One thing you can do is partition your SSD and associate those devices (partitions) with the namespace. You will be losing a marginal amount of storage, but gaining defrag threads. Both the physical SSD and its partitions are ‘devices’, and there’s a defrag thread per-device.
As Piyush mentioned, you’re simply writing faster than defrag can occur. Once the write load drops the defrag will catch up, but if this gap is constant it won’t be sustainable.
Thanks Piyush and Ronen. 60k tps on reads and 71k tps on writes are during normal hours, at peak, it could be more than double. This namespace at the moment is primary being used as a cache server, there are only creates and reads with no updates. TTL is set to 600 seconds.
I’ll see if partitioning the SSD into multiple devices will help speeding up the defrag process.
I don’t see any evidence that defrag isn’t keeping up. In all logs defrag-q is 0 which means there wasn’t any blocks eligible for defrag at that point in time. Partitioning the disks will not change this.
Let me clarify where I was headed with this.
Since you are merely creating records, your defrag-writes should be exactly ZERO.
But you have defrag writes, that means some of the records you wrote are naturally expiring.
600 seconds ==> 10 minutes. So after 10 minutes, records that you have written are being expired by Aerospike.
Those expired records are resulting in available space in previously fully used blocks. Once that space becomes above lwm (50%), the block gets in the queue to be defragged.
As kporter points out, your defrag-q is 0, so defrag is absolutely keeping up.
In short, with lwm 50% and other default configs that I suggested earlier, you have no problem at all. You are running fine.
Thanks All. If creating additional partitions is not going to help solve the problem, is there anything that can be done? Problems still exist. For example, the TTL is set to 600 sec and for testing how fast data is being removed after TTL, I had the service ran for a little over one hour. After one hour, I had completely stopped all traffics going to the Aerospike cluster. After 10 mins, all data in the cluster should be expired. However, it is taking Aerospike more than 1 hour (with absolutely no traffic hit it) to remove all the data.
Is there a way to have Aerospike delete data quicker from ssd after it has been expired?
This is a non-problem. If you try to read the expired data, you will not get any reads back. Aerospike does not erase individual records off the SSD. Even after defragging a block, old data is still sitting in the block till a new block overwrites it.
After 10 mins, as @pgupta said, the data is expired, therefore unreadable. I would like to see log lines pertaining to NSUP to verify that 1 hour before removal is expected here.
Grep the logs for a line in this format:
{ns-name} Records: 638101, 0 0-vt, 922(576066) expired, 259985(24000935) evicted, 0(0) set deletes. Evict ttl: 0. Waits: 0,0,0. Total time: 155 ms
At the moment, the issue is that, if I leave the application running for a day, all the disk space will be used (crashing the server) even when data is unreadable. I addition, it seems that old data in the block is not being overwritten.
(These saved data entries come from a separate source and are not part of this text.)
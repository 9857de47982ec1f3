//! Serde helpers for configuration durations
//!
//! Durations are written as plain integers so the TOML file stays easy to
//! edit by hand. Long timeouts use seconds, short protocol delays use
//! milliseconds.

/// Serialize a `Duration` as whole seconds (u64)
///
/// ```ignore
/// #[serde(with = "ct_core::config::serde_utils::duration_secs")]
/// timeout: Duration,
/// ```
pub mod duration_secs {
    use serde::{self, Deserialize, Deserializer, Serializer};
    use std::time::Duration;

    pub fn serialize<S>(duration: &Duration, serializer: S) -> Result<S::Ok, S::Error>
    where
        S: Serializer,
    {
        serializer.serialize_u64(duration.as_secs())
    }

    pub fn deserialize<'de, D>(deserializer: D) -> Result<Duration, D::Error>
    where
        D: Deserializer<'de>,
    {
        let secs = u64::deserialize(deserializer)?;
        Ok(Duration::from_secs(secs))
    }
}

/// Serialize a `Duration` as whole milliseconds (u64)
pub mod duration_millis {
    use serde::{self, Deserialize, Deserializer, Serializer};
    use std::time::Duration;

    pub fn serialize<S>(duration: &Duration, serializer: S) -> Result<S::Ok, S::Error>
    where
        S: Serializer,
    {
        serializer.serialize_u64(duration.as_millis() as u64)
    }

    pub fn deserialize<'de, D>(deserializer: D) -> Result<Duration, D::Error>
    where
        D: Deserializer<'de>,
    {
        let millis = u64::deserialize(deserializer)?;
        Ok(Duration::from_millis(millis))
    }
}
//! ct-session: Remote terminal sessions to CI agents
//!
//! A session goes through three steps:
//!
//! 1. [`Client::negotiate`] asks the server's terminal plugin for a one-time
//!    session token and the identifier of the node holding the agent link.
//! 2. [`Client::connect`] upgrades to a WebSocket, pinned to that node.
//! 3. The resulting [`Connection`] is driven either interactively by
//!    [`run_interactive`] or for a single command by [`run_exec`].

pub mod client;
pub mod connection;
pub mod error;
pub mod exec;
pub mod pump;
pub mod terminal;

pub use client::{Client, Session};
pub use connection::Connection;
pub use error::SessionError;
pub use exec::{run_exec, write_output, ExecOptions};
pub use pump::{run_interactive, Outcome, PumpOptions};
pub use terminal::{CrosstermTerminal, RawModeGuard, RawTerminal};
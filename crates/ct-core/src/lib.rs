//! ct-core: Configuration and shared types for ci-term
//!
//! This crate holds the configuration file format, the credential
//! overrides read from the environment, and the output settings the CLI
//! passes down to the session layer.

pub mod config;
pub mod error;
pub mod output;
pub mod time;

pub use config::{ClientConfig, ConfigFile, ServerConfig, TerminalConfig};
pub use error::ConfigError;
pub use output::OutputConfig;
Look at disk space usage in AMC when you are running your load. Do you see it going up? With hwm at 60% you will start evicting data and then hit stop writes at 90% RAM or 5% SSD min avail disk space. You cannot be crashing the server. Are you actually crashing the server?
Total write blocks/sec = new writes + defrag writes, and you also have separately the defrag blocks/sec number. After (ten minutes + nsup period) - say after 15 minutes of running your write load (ten minutes TTL), you should hit write blocks/sec = ~ 2 * defrag blocks/sec at 50% lwm setting. Do you see that? (Because in your case, almost an entire block will expire in ten minutes - so at some point you will reach a steady state of new blocks being written and entire blocks being expired.)
Yes, 3 out of the 5 servers actually crashed. The cluster never reached a steady state, disk usage would keep going up. We let it ran after hwm is reached. After a while, write stopped and later, servers would crash.